By now, you likely know that ICANN is accepting applications for new gTLDs through April 12, 2012.  This post is intended to help those in the hospitality industry charged with monitoring the opportunities and risks associated with ICANN’s initiative.    

What’s Going On Now?

After 7 days, ICANN announced that there were “25 successful registrants in the online TLD Application System.”  However, that same press release stated that ICANN would not provide a running total of applicants or reveal the gTLD’s being applied for. 

But this being the Internet, others are trying to provide the information ICANN won’t.  These include .nxt and www.newgtldsite.com.  Both indicate that there has been an application for .hotel, but no specific hospitality brand has applied for a .brand according to these sites. 

What is Going to Happen in the Next Several Months?

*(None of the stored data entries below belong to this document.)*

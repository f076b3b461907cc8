//! Deadlock-free dining philosophers table.

use std::sync::{Condvar, Mutex};
use std::time::Instant;

use serde::Serialize;

use super::error::{TableError, TableResult};
use super::TableStats;

/// Per-philosopher state in the dining protocol.
#[derive(Debug, Clone, Copy, PartialEq, Eq, Serialize)]
pub enum PhilosopherState {
    /// Not interested in eating.
    Thinking,
    /// Waiting for both neighbors to stop eating.
    Hungry,
    /// Holding both conceptual forks.
    Eating,
}

struct Seat {
    state: PhilosopherState,
    meals: u64,
    avg_wait_secs: f64,
}

struct TableState {
    seats: Vec<Seat>,
    stopped: bool,
}

impl TableState {
    /// The grant predicate: hungry, and neither neighbor currently eating.
    fn can_eat(&self, seat: usize) -> bool {
        let n = self.seats.len();
        let left = (seat + n - 1) % n;
        let right = (seat + 1) % n;
        self.seats[seat].state == PhilosopherState::Hungry
            && self.seats[left].state != PhilosopherState::Eating
            && self.seats[right].state != PhilosopherState::Eating
    }

    /// Safety invariant: no two adjacent seats eat simultaneously.
    fn no_adjacent_eating(&self) -> bool {
        let n = self.seats.len();
        if n < 2 {
            return true;
        }
        (0..n).all(|i| {
            self.seats[i].state != PhilosopherState::Eating
                || self.seats[(i + 1) % n].state != PhilosopherState::Eating
        })
    }
}

/// N philosophers around a table, one global mutex and one condition variable
/// per seat.
///
/// A philosopher eats only when hungry and neither neighbor is eating,
/// verified against the full state vector under the single lock. No seat ever
/// holds a partial resource, so there is no circular wait and no deadlock.
/// Fairness is the weak guarantee of the source protocol: releasing a seat
/// signals each neighbor whose own predicate now holds, nothing more.
pub struct DiningTable {
    state: Mutex<TableState>,
    can_eat: Box<[Condvar]>,
    seat_count: usize,
    started: Instant,
}

impl DiningTable {
    /// Create a table with `seats` philosophers, all `Thinking`.
    ///
    /// # Panics
    /// Panics if `seats` is zero.
    pub fn new(seats: usize) -> Self {
        assert!(seats > 0, "table must have at least one seat");
        let seat_states = (0..seats)
            .map(|_| Seat {
                state: PhilosopherState::Thinking,
                meals: 0,
                avg_wait_secs: 0.0,
            })
            .collect();
        let can_eat = (0..seats).map(|_| Condvar::new()).collect::<Vec<_>>();
        Self {
            state: Mutex::new(TableState {
                seats: seat_states,
                stopped: false,
            }),
            can_eat: can_eat.into_boxed_slice(),
            seat_count: seats,
            started: Instant::now(),
        }
    }

    fn check_seat(&self, seat: usize) -> TableResult<()> {
        if seat >= self.seat_count {
            return Err(TableError::InvalidSeat {
                seat,
                seats: self.seat_count,
            });
        }
        Ok(())
    }

    /// Become hungry and block until both conceptual forks are available.
    ///
    /// Returns `Stopped` if the table is stopped before or during the wait;
    /// the seat is reset to `Thinking` in that case.
    pub fn pickup(&self, seat: usize) -> TableResult<()> {
        self.check_seat(seat)?;
        let begin = Instant::now();
        let mut state = self.state.lock().unwrap();
        if state.stopped {
            return Err(TableError::Stopped);
        }

        state.seats[seat].state = PhilosopherState::Hungry;
        tracing::debug!(seat, "philosopher hungry");

        loop {
            if state.stopped {
                state.seats[seat].state = PhilosopherState::Thinking;
                return Err(TableError::Stopped);
            }
            if state.can_eat(seat) {
                break;
            }
            state = self.can_eat[seat].wait(state).unwrap();
        }

        state.seats[seat].state = PhilosopherState::Eating;
        debug_assert!(state.no_adjacent_eating(), "adjacent seats eating");

        let waited = begin.elapsed().as_secs_f64();
        let entry = &mut state.seats[seat];
        entry.avg_wait_secs =
            (entry.avg_wait_secs * entry.meals as f64 + waited) / (entry.meals + 1) as f64;
        entry.meals += 1;
        tracing::debug!(seat, meals = entry.meals, "philosopher eating");
        Ok(())
    }

    /// Stop eating and signal each neighbor that can now eat.
    ///
    /// Still permitted after `stop`, so exiting philosophers can release
    /// their seats.
    pub fn putdown(&self, seat: usize) -> TableResult<()> {
        self.check_seat(seat)?;
        let mut state = self.state.lock().unwrap();
        state.seats[seat].state = PhilosopherState::Thinking;
        tracing::debug!(seat, "philosopher thinking");

        let n = self.seat_count;
        let left = (seat + n - 1) % n;
        let right = (seat + 1) % n;
        if state.can_eat(left) {
            self.can_eat[left].notify_one();
        }
        if right != left && state.can_eat(right) {
            self.can_eat[right].notify_one();
        }
        Ok(())
    }

    /// Stop the table, waking every blocked `pickup` with `Stopped`.
    ///
    /// Idempotent.
    pub fn stop(&self) {
        let mut state = self.state.lock().unwrap();
        if state.stopped {
            return;
        }
        state.stopped = true;
        tracing::info!(seats = self.seat_count, "dining table stopped");
        drop(state);
        for cv in self.can_eat.iter() {
            cv.notify_all();
        }
    }

    /// Number of seats, fixed at construction.
    pub fn seats(&self) -> usize {
        self.seat_count
    }

    /// True once `stop` has been called.
    pub fn is_stopped(&self) -> bool {
        self.state.lock().unwrap().stopped
    }

    /// Meals eaten at `seat`, or `None` for an out-of-range index.
    pub fn meals_eaten(&self, seat: usize) -> Option<u64> {
        let state = self.state.lock().unwrap();
        state.seats.get(seat).map(|s| s.meals)
    }

    /// Copy of the full philosopher state vector, taken under the lock.
    pub fn state_snapshot(&self) -> Vec<PhilosopherState> {
        let state = self.state.lock().unwrap();
        state.seats.iter().map(|s| s.state).collect()
    }

    /// Per-seat meal counters, wait averages and derived rates.
    pub fn stats(&self) -> TableStats {
        let state = self.state.lock().unwrap();
        let elapsed = self.started.elapsed().as_secs_f64();
        let meals: Vec<u64> = state.seats.iter().map(|s| s.meals).collect();
        let meals_per_min = meals
            .iter()
            .map(|&m| if elapsed > 0.0 { m as f64 / elapsed * 60.0 } else { 0.0 })
            .collect();
        TableStats {
            seats: self.seat_count,
            meals,
            avg_wait_secs: state.seats.iter().map(|s| s.avg_wait_secs).collect(),
            meals_per_min,
            elapsed_secs: elapsed,
        }
    }
}

#[cfg(test)]
mod tests {
    use super::*;
    use std::sync::Arc;
    use std::thread;
    use std::time::Duration;

    #[test]
    fn test_invalid_seat() {
        let table = DiningTable::new(5);
        let err = table.pickup(5).unwrap_err();
        assert!(matches!(err, TableError::InvalidSeat { seat: 5, seats: 5 }));
        assert!(table.putdown(9).is_err());
    }

    #[test]
    fn test_single_philosopher_cycle() {
        let table = DiningTable::new(5);
        table.pickup(2).unwrap();
        assert_eq!(table.state_snapshot()[2], PhilosopherState::Eating);
        table.putdown(2).unwrap();
        assert_eq!(table.state_snapshot()[2], PhilosopherState::Thinking);
        assert_eq!(table.meals_eaten(2), Some(1));
    }

    #[test]
    fn test_non_adjacent_seats_eat_together() {
        let table = DiningTable::new(5);
        table.pickup(0).unwrap();
        table.pickup(2).unwrap();
        let snapshot = table.state_snapshot();
        assert_eq!(snapshot[0], PhilosopherState::Eating);
        assert_eq!(snapshot[2], PhilosopherState::Eating);
        table.putdown(0).unwrap();
        table.putdown(2).unwrap();
    }

    #[test]
    fn test_adjacent_seat_blocks_until_putdown() {
        let table = Arc::new(DiningTable::new(5));
        table.pickup(0).unwrap();

        let neighbor = {
            let table = Arc::clone(&table);
            thread::spawn(move || table.pickup(1))
        };
        thread::sleep(Duration::from_millis(50));
        assert_eq!(table.state_snapshot()[1], PhilosopherState::Hungry);

        table.putdown(0).unwrap();
        neighbor.join().unwrap().unwrap();
        assert_eq!(table.state_snapshot()[1], PhilosopherState::Eating);
        table.putdown(1).unwrap();
    }

    #[test]
    fn test_stop_rejects_new_pickup() {
        let table = DiningTable::new(3);
        table.stop();
        assert!(table.is_stopped());
        assert!(table.pickup(0).unwrap_err().is_stopped());
    }

    #[test]
    fn test_stop_wakes_blocked_pickup() {
        let table = Arc::new(DiningTable::new(5));
        table.pickup(0).unwrap();

        let neighbor = {
            let table = Arc::clone(&table);
            thread::spawn(move || table.pickup(1))
        };
        thread::sleep(Duration::from_millis(50));
        table.stop();

        let err = neighbor.join().unwrap().unwrap_err();
        assert!(err.is_stopped());
        // The blocked seat was reset, not left hungry.
        assert_eq!(table.state_snapshot()[1], PhilosopherState::Thinking);
        table.putdown(0).unwrap();
    }

    #[test]
    fn test_stats_track_meals() {
        let table = DiningTable::new(3);
        for _ in 0..4 {
            table.pickup(1).unwrap();
            table.putdown(1).unwrap();
        }
        let stats = table.stats();
        assert_eq!(stats.meals, vec![0, 4, 0]);
        assert_eq!(stats.seats, 3);
        assert!(stats.avg_wait_secs[1] >= 0.0);
    }
}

ICANN anticipates that some new gTLDs will be ready for delegation in early 2013. Between the close of the application window and the end of the year, ICANN’s schedule looks like this:

  • The Big Trickle – In May, ICANN will begin posting the “public portions of all applications considered complete and ready for evaluation within two weeks of the close of the application submission period.”  However, the “big reveal” will actually be a “big trickle” as the posting process may stretch over 8 weeks or more. 
  • Comment Period Opens – Once an application is publicly posted, ICANN will open a 60-day comment period.  During this period, comments may be submitted on the posted application for review by the applicable evaluation panel. These comments are generally limited to concerns regarding whether: (a) the applied-for gTLD string may cause security or stability problems, including problems caused by similarity to existing gTLDs or reserved names; and (b) the entity applying for the gTLD has the requisite technical, operational, and financial capabilities to operate a registry. The comment period may be extended “should the volume of applications or other circumstances require.” 
  • Formal Objection Period – Separate from the open comment period, a formal objection process will also be available to trademark owners.  Formal objections may be made on the following grounds: String Confusion Objection, Legal Rights Objection, Limited Public Interest Objection, Community Objection. The objection filing period will open after ICANN posts the application “and will last for approximately 7 months.”

What May Change? 

  • It is hoped that the Trademark Clearinghouse service provider will be identified before the end of February. This mechanism is intended to provide clear notice to the prospective registrant of the scope of a trademark holder’s rights and could prove to be an effective alternative to a formal objection.
  • In January, ICANN appeared confident in proceeding according to its plan despite opposition from various governmental and business groups. However, it could still bow to pressure and revise its procedures to address concerns about cybersquatting and the cost of defensive action.  For example, ICANN may follow the Commerce Department’s reasonable request to phase in new gTLDs after the application window closes.